There's only so much one head and heart can take and – thanks to Vladimir Putin's horrific invasion of Ukraine - the news out of Europe hasn't been this horrific since World War Two. 

Journalists don't have that option, of course. They rush toward what the world wants to disregard. One such courageous journalist was Maksim Levin, 40, whose body was just found unarmed and wearing a press jacket this week, the sixth journalist to be killed since Russia launched its war against Ukraine on February 24. 

Killing journalists is a war crime, but Putin and his army obviously don't care about that. Levin was a father of four, beloved by his colleagues. His photographs held the Russians to account and so they did to him what they do to anyone who attempts to, they removed the threat.

But if there is one message that Levin's work sends it is this, please don't look away. Don't switch off, don't think this horror can be beaten back by ignoring it, and don't pretend that it's not your business and never will be. It's closer than you think.

What journalists on the ground are reporting now is that Ukrainian civilians are being killed purposely and indiscriminately by the Russians in a near genocide. This week mass graves of men, women, and children have been discovered in areas that they recently occupied, many of the victims were discovered with their hands tied, shot at close range in the head.

Some had been executed, some had been run over by tanks. Satellite images showed a 45-foot mass grave in the town of Bucha, near the church of St Andrew. The huge grave had been dug in the first few days of the war as the Russians set about summarily shooting every Ukrainian they saw. Estimates of the dead there numbered from 150 to 300. 

Putin laughably claims that he is not targeting civilian areas, but the destroyed homes of towns like Bucha and Irpin give the lie to that bluster. He calls the reports of all the indiscriminate mass killings “fake news,” as if his denial is all that's needed when the proof has already been carefully documented.

It's important to understand the scale of the barbarity the Russian president has unleashed in Ukraine. Gang rapes, assaults at gunpoint, and rapes committed in front of children are among the latest testimonies collected by investigators after the Russians withdrew from Kyiv. Naked bodies, partially burned, were discovered along the roadsides, including the bodies of old men with their teeth pulled out. 

Entire towns that people built over decades, sometimes by hand, have been reduced to smoking rubble. There is evidence everywhere of chaotic military encounters that left as many Russians dead as the Ukrainians they were targeting.

What, the locals want to know, is the point of shelling us like this? Who does this help? Why are the Russians even here? Answering that question will be a subject for historians but meanwhile, the unspeakable carnage is everywhere you look.

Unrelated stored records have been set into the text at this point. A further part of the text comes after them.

//! Command implementations and argument parsing for the topodist CLI.

use std::{
    io::{self, Write},
    str::FromStr,
};

use clap::{Args, Parser, Subcommand};
use thiserror::Error;
use topodist_core::{
    DistancesBuilder, DistancesConfig, LoadReport, NormalizedDistances, ObjType, Topology,
    TopologyError,
};
use tracing::{Span, field, info, instrument};

/// Top-level CLI options parsed by [`clap`].
#[derive(Debug, Parser, Clone)]
#[command(
    name = "topodist",
    about = "Attach distance matrices and locality groups to a hardware topology."
)]
pub struct Cli {
    /// Command to execute.
    #[command(subcommand)]
    pub command: Command,
}

/// Supported CLI commands.
#[derive(Debug, Subcommand, Clone)]
pub enum Command {
    /// Build a synthetic topology, load distances and print the result.
    Show(ShowCommand),
}

/// Options accepted by the `show` command.
#[derive(Debug, Args, Clone)]
pub struct ShowCommand {
    /// Synthetic topology, e.g. `"numanode:4 core:2 pu:1"`.
    #[arg(long)]
    pub synthetic: String,

    /// Distance description for one object type, e.g.
    /// `numanode=0,1,2,3:2*2`. May be repeated.
    #[arg(long = "distances", value_name = "TYPE=DESCRIPTION")]
    pub distances: Vec<DistanceArg>,

    /// Ignore `TOPODIST_*_DISTANCES` and `TOPODIST_IGNORE_DISTANCES`.
    #[arg(long)]
    pub no_env: bool,

    /// Do not synthesize Group objects from distances.
    #[arg(long)]
    pub ignore_grouping: bool,
}

/// A `TYPE=DESCRIPTION` pair given on the command line.
#[derive(Debug, Clone, PartialEq, Eq)]
pub struct DistanceArg {
    /// Object type the description applies to.
    pub obj_type: ObjType,
    /// Distance description in the environment grammar.
    pub description: String,
}

/// Errors raised while parsing a [`DistanceArg`].
#[derive(Debug, Error)]
pub enum DistanceArgError {
    /// The argument lacks the `=` separator.
    #[error("expected TYPE=DESCRIPTION, got `{0}`")]
    MissingSeparator(String),
    /// The type name is unknown.
    #[error(transparent)]
    Type(#[from] TopologyError),
}

impl FromStr for DistanceArg {
    type Err = DistanceArgError;

    fn from_str(raw: &str) -> Result<Self, Self::Err> {
        let (obj_type, description) = raw
            .split_once('=')
            .ok_or_else(|| DistanceArgError::MissingSeparator(raw.to_owned()))?;
        Ok(Self {
            obj_type: obj_type.parse()?,
            description: description.to_owned(),
        })
    }
}

/// Errors surfaced while executing CLI commands.
#[derive(Debug, Error)]
pub enum CliError {
    /// The synthetic topology could not be built.
    #[error("invalid topology: {0}")]
    Topology(#[from] TopologyError),
}

/// Summarises the outcome of executing a CLI command.
#[derive(Debug, Clone)]
pub struct ExecutionSummary {
    /// Topology enriched by the load pass.
    pub topology: Topology,
    /// What the load pass did.
    pub report: LoadReport,
}

/// Executes the CLI command represented by `cli`.
///
/// # Errors
/// Returns [`CliError`] when the topology cannot be built. Dropped distance
/// matrices are reported in the summary instead.
///
/// # Examples
/// ```
/// use topodist_cli::cli::{Cli, Command, ShowCommand, run_cli};
///
/// let cli = Cli {
///     command: Command::Show(ShowCommand {
///         synthetic: "numanode:4 core:2 pu:1".into(),
///         distances: vec!["numanode=0,1,2,3:2*2".parse()?],
///         no_env: true,
///         ignore_grouping: false,
///     }),
/// };
/// let summary = run_cli(cli)?;
/// assert_eq!(summary.report.groups_created().count(), 2);
/// # Ok::<(), Box<dyn std::error::Error>>(())
/// ```
#[instrument(name = "cli.run", err, skip(cli), fields(command = field::Empty))]
pub fn run_cli(cli: Cli) -> Result<ExecutionSummary, CliError> {
    match cli.command {
        Command::Show(show) => {
            Span::current().record("command", field::display("show"));
            run_show(show)
        }
    }
}

#[instrument(
    name = "cli.show",
    err,
    skip(command),
    fields(synthetic = %command.synthetic, overrides = command.distances.len(), env = !command.no_env),
)]
pub(super) fn run_show(command: ShowCommand) -> Result<ExecutionSummary, CliError> {
    let mut topology = Topology::synthetic(&command.synthetic)?;
    let mut distances = builder_for(&command).build();
    let report = distances.load(&mut topology);
    info!(
        objects = topology.len(),
        groups = report.groups_created().count(),
        dropped = report.diagnostics().len(),
        "command completed"
    );
    Ok(ExecutionSummary { topology, report })
}

pub(super) fn builder_for(command: &ShowCommand) -> DistancesBuilder {
    let base = if command.no_env {
        DistancesConfig::default()
    } else {
        DistancesConfig::from_env()
    };
    let builder = command.distances.iter().fold(
        DistancesBuilder::new().with_config(base),
        |builder, arg| builder.with_description(arg.obj_type, arg.description.clone()),
    );
    if command.ignore_grouping {
        builder.with_grouping(false)
    } else {
        builder
    }
}

/// Writes the enriched tree, its latency matrices and any dropped matrices.
///
/// # Errors
/// Propagates failures from `writer`.
///
/// # Examples
/// ```
/// use std::io::Cursor;
/// use topodist_cli::cli::{Cli, Command, ShowCommand, render_summary, run_cli};
///
/// let summary = run_cli(Cli {
///     command: Command::Show(ShowCommand {
///         synthetic: "numanode:2 pu:1".into(),
///         distances: Vec::new(),
///         no_env: true,
///         ignore_grouping: true,
///     }),
/// })?;
/// let mut buffer = Cursor::new(Vec::new());
/// render_summary(&summary, &mut buffer)?;
/// let text = String::from_utf8(buffer.into_inner())?;
/// assert!(text.starts_with("Machine L#0 P#0 cpuset=0-1\n"));
/// # Ok::<(), Box<dyn std::error::Error>>(())
/// ```
pub fn render_summary(summary: &ExecutionSummary, mut writer: impl Write) -> io::Result<()> {
    let topology = &summary.topology;
    for id in topology.dfs() {
        let object = topology.object(id);
        let indent = "  ".repeat(object.depth() as usize);
        write!(
            writer,
            "{indent}{} L#{}",
            object.obj_type(),
            object.logical_index()
        )?;
        if let Some(os_index) = object.os_index() {
            write!(writer, " P#{os_index}")?;
        }
        if let Some(level) = object.group_depth() {
            write!(writer, " group_depth={level}")?;
        }
        writeln!(writer, " cpuset={}", object.cpuset())?;
    }

    for id in topology.dfs() {
        let object = topology.object(id);
        for record in object.distances() {
            writeln!(
                writer,
                "latencies below {} L#{} (relative depth {}, base {}):",
                object.obj_type(),
                object.logical_index(),
                record.relative_depth(),
                record.latency_base()
            )?;
            write_latencies(&mut writer, record)?;
        }
    }

    for diagnostic in summary.report.diagnostics() {
        writeln!(writer, "{diagnostic}")?;
    }
    Ok(())
}

fn write_latencies(writer: &mut impl Write, record: &NormalizedDistances) -> io::Result<()> {
    for row in record.latencies().chunks(record.nbobjs()) {
        let cells: Vec<String> = row.iter().map(|value| format!("{value:>6.3}")).collect();
        writeln!(writer, "  {}", cells.join(" "))?;
    }
    Ok(())
}
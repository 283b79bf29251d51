//! Property-test run profile read from the environment.
//!
//! Suites across the workspace share one policy for case counts and
//! process forking so CI can scale them uniformly.

use std::env;

/// Environment variable controlling proptest case counts.
pub const PBT_CASES_ENV_KEY: &str = "TOPODIST_PBT_CASES";
/// Environment variable controlling proptest process forking.
pub const PBT_FORK_ENV_KEY: &str = "TOPODIST_PBT_FORK";

/// Runtime profile for property-test execution.
#[derive(Clone, Copy, Debug, PartialEq, Eq)]
pub struct ProptestRunProfile {
    cases: u32,
    fork: bool,
}

impl ProptestRunProfile {
    /// Loads a profile from the environment, falling back to the given
    /// defaults for unset or malformed variables.
    ///
    /// # Examples
    /// ```
    /// use topodist_test_support::proptest_profile::ProptestRunProfile;
    ///
    /// let profile = ProptestRunProfile::load(64, false);
    /// assert!(profile.cases() > 0);
    /// ```
    #[must_use]
    pub fn load(default_cases: u32, default_fork: bool) -> Self {
        Self {
            cases: override_or(PBT_CASES_ENV_KEY, default_cases, parse_cases),
            fork: override_or(PBT_FORK_ENV_KEY, default_fork, parse_switch),
        }
    }

    /// Number of cases to run per property.
    #[must_use]
    pub fn cases(&self) -> u32 {
        self.cases
    }

    /// Whether cases run in forked subprocesses.
    #[must_use]
    pub fn fork(&self) -> bool {
        self.fork
    }
}

fn override_or<T>(key: &'static str, default: T, parse: fn(&str) -> Option<T>) -> T {
    let Ok(raw) = env::var(key) else {
        return default;
    };
    parse(raw.trim()).unwrap_or_else(|| {
        tracing::warn!(env = key, raw = %raw, "ignoring malformed property-test override");
        default
    })
}

fn parse_cases(raw: &str) -> Option<u32> {
    raw.parse::<u32>().ok().filter(|&cases| cases > 0)
}

fn parse_switch(raw: &str) -> Option<bool> {
    match raw.to_ascii_lowercase().as_str() {
        "1" | "true" | "yes" | "on" => Some(true),
        "0" | "false" | "no" | "off" => Some(false),
        _ => None,
    }
}
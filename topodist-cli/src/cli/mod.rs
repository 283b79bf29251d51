//! Command-line interface for inspecting distance-derived topology groups.
//!
//! The `show` command builds a synthetic topology, loads distance matrices
//! from the environment and the command line, then prints the enriched tree.

mod commands;

pub use commands::{
    Cli, CliError, Command, DistanceArg, DistanceArgError, ExecutionSummary, ShowCommand,
    render_summary, run_cli,
};
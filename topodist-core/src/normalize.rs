//! Conversion of raw matrices into logically-ordered latency matrices.
//!
//! A normalized matrix is attached to the object whose cpuset is exactly
//! the union of the matrix objects, divided by the smallest raw value and
//! reindexed by logical index so callers can address it with the tree's
//! canonical ordering.

use tracing::{debug, instrument, warn};

use crate::{
    CpuSet, DistanceError, DistanceStore, ObjId, ObjType, Topology,
    error::Diagnostic, topology::TypeDepth,
};

/// Latency matrix between objects of one level, owned by the object covering
/// them.
///
/// Entry `(i, j)` is the latency from the object at logical offset `i` to
/// the object at logical offset `j`, where offsets count from the smallest
/// logical index among the matrix objects.
#[derive(Clone, Debug, PartialEq)]
pub struct NormalizedDistances {
    relative_depth: u32,
    nbobjs: usize,
    latency: Vec<f32>,
    latency_base: f32,
    latency_max: f32,
}

impl NormalizedDistances {
    /// Levels between the owner and the matrix objects.
    #[must_use]
    pub fn relative_depth(&self) -> u32 {
        self.relative_depth
    }

    /// Number of objects covered by the matrix.
    #[must_use]
    pub fn nbobjs(&self) -> usize {
        self.nbobjs
    }

    /// Row-major normalized latencies.
    #[must_use]
    pub fn latencies(&self) -> &[f32] {
        &self.latency
    }

    /// Normalized latency between logical offsets `i` and `j`.
    #[must_use]
    pub fn latency(&self, i: usize, j: usize) -> Option<f32> {
        if i >= self.nbobjs || j >= self.nbobjs {
            return None;
        }
        self.latency.get(i * self.nbobjs + j).copied()
    }

    /// Raw value every latency was divided by.
    #[must_use]
    pub fn latency_base(&self) -> f32 {
        self.latency_base
    }

    /// Largest normalized latency.
    #[must_use]
    pub fn latency_max(&self) -> f32 {
        self.latency_max
    }
}

/// Normalizes `raw`, whose rows follow `objs`, and attaches the result to
/// the object covering exactly the union of `objs`.
///
/// Returns `Ok(None)` without touching the tree when no object covers
/// exactly that union; no intermediate object is created for partial
/// matrices.
///
/// # Errors
/// Returns [`DistanceError::ZeroLatency`] when the smallest raw value is
/// zero. A zero is taken as a sign the values are hop counts rather than
/// latencies; this is a heuristic, not a proof.
///
/// # Panics
/// Panics when `raw` has fewer than `objs.len()²` values or `objs` holds
/// handles foreign to `topology`.
pub fn normalize(
    topology: &mut Topology,
    objs: &[ObjId],
    raw: &[f32],
) -> Result<Option<ObjId>, DistanceError> {
    let Some(&first) = objs.first() else {
        return Ok(None);
    };
    let mut union = CpuSet::new();
    for &id in objs {
        union.union_with(topology.object(id).cpuset());
    }
    let Some(root) = topology.covering_object(&union) else {
        debug!(cpuset = %union, "no object covers the matrix objects");
        return Ok(None);
    };
    if *topology.object(root).cpuset() != union {
        debug!(
            cpuset = %union,
            covering = %topology.object(root).cpuset(),
            "matrix does not cover all children of a single object"
        );
        return Ok(None);
    }
    let relative_depth = topology
        .object(first)
        .depth()
        .saturating_sub(topology.object(root).depth());

    let nbobjs = objs.len();
    let raw = &raw[..nbobjs * nbobjs];
    let (min, max) = raw
        .iter()
        .fold((f32::INFINITY, f32::NEG_INFINITY), |(min, max), &value| {
            (min.min(value), max.max(value))
        });
    if min == 0.0 {
        return Err(DistanceError::ZeroLatency);
    }

    let min_logical = objs
        .iter()
        .map(|&id| topology.object(id).logical_index())
        .min()
        .unwrap_or(0);
    let offsets: Vec<usize> = objs
        .iter()
        .map(|&id| (topology.object(id).logical_index() - min_logical) as usize)
        .collect();

    let mut latency = vec![0.0; nbobjs * nbobjs];
    for (i, &li) in offsets.iter().enumerate() {
        for (j, &lj) in offsets.iter().enumerate() {
            latency[li * nbobjs + lj] = raw[i * nbobjs + j] / min;
        }
    }

    topology.attach_distances(
        root,
        NormalizedDistances {
            relative_depth,
            nbobjs,
            latency,
            latency_base: min,
            latency_max: max / min,
        },
    );
    Ok(Some(root))
}

/// Normalizes every resolved matrix of `store` into `topology`.
///
/// Types that do not sit at a single depth are skipped. Returns the owners
/// that received a matrix and the diagnostics of rejected matrices.
#[instrument(name = "distances.finalize_logical", skip_all)]
pub fn finalize_logical_distances(
    store: &DistanceStore,
    topology: &mut Topology,
) -> (Vec<(ObjType, ObjId)>, Vec<Diagnostic>) {
    let mut attached = Vec::new();
    let mut diagnostics = Vec::new();
    for (obj_type, matrix) in store.iter() {
        match topology.type_depth(obj_type) {
            TypeDepth::Depth(_) => {}
            depth => {
                debug!(obj_type = %obj_type, ?depth, "skipping normalization");
                continue;
            }
        }
        let Some(objs) = matrix.objs() else {
            continue;
        };
        match normalize(topology, objs, matrix.distances()) {
            Ok(Some(owner)) => attached.push((obj_type, owner)),
            Ok(None) => {}
            Err(error) => {
                warn!(obj_type = %obj_type, code = %error.code(), %error, "ignoring distances for normalization");
                diagnostics.push(Diagnostic::new(obj_type, error));
            }
        }
    }
    (attached, diagnostics)
}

Allow me to offer my own humble perspective on this. LGBT people rarely have the luxury of being complacent about aggressive authoritarians. When our community is attacked as relentlessly and obsessively as Putin has attacked LGBT people within his own borders we can discern his true nature and ambitions a little earlier than most. 

So we have warned for years about the dangers of Russian oligarchs buying up the metropolitan centers of our capital cities and investing their billions in our misguided banks. 

We have warned for years about the ill-advised relations being forged by Republican Senators, Congressmen, and Trump with obvious Russian operatives. We have counseled that a former KGB man running Russia was like giving the national keys to an ex-Gestapo officer. We have been ignored, but we were not wrong.

The lure of easy money has long made our financial services and real estate industries look the other way at Russia's ultimate ambitions. Social conservatives have decided they hate all the same people Putin does and that that's enough.

Even now when the scale of Putin's butchery in Ukraine is revealed, Donald Trump is still calling his grotesque invasion “genius” and calling on him to release “dirt” on President Joe Biden. 

So here's the warning that the LGBT community is making again now. Authoritarians who bring violence and destruction in their wake are not just a Russian problem anymore. Now is the time to decide which future you want to live in.